- [ACTIVITY]:
Write the data out verbatim.

--- EXCERPTED DATA ---

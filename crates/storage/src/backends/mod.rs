//! Backend adapters, one per supported store kind.

mod memory;

#[cfg(feature = "document")]
mod document;
#[cfg(feature = "redb")]
mod embedded;
#[cfg(feature = "sqlite")]
mod relational;

pub use memory::MemoryBackend;

#[cfg(feature = "document")]
pub use document::DocumentBackend;
#[cfg(feature = "redb")]
pub use embedded::RedbBackend;
#[cfg(feature = "sqlite")]
pub use relational::SqliteBackend;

---

- [ANSWER BOX]:
filename crates/storage/src/backends/mod.rs
//! Backend adapters, one per supported store kind.

mod memory;

#[cfg(feature = "document")]
mod document;
#[cfg(feature = "redb")]
mod embedded;
#[cfg(feature = "sqlite")]
mod relational;

pub use memory::MemoryBackend;

#[cfg(feature = "document")]
pub use document::DocumentBackend;
#[cfg(feature = "redb")]
pub use embedded::RedbBackend;
#[cfg(feature = "sqlite")]
pub use relational::SqliteBackend;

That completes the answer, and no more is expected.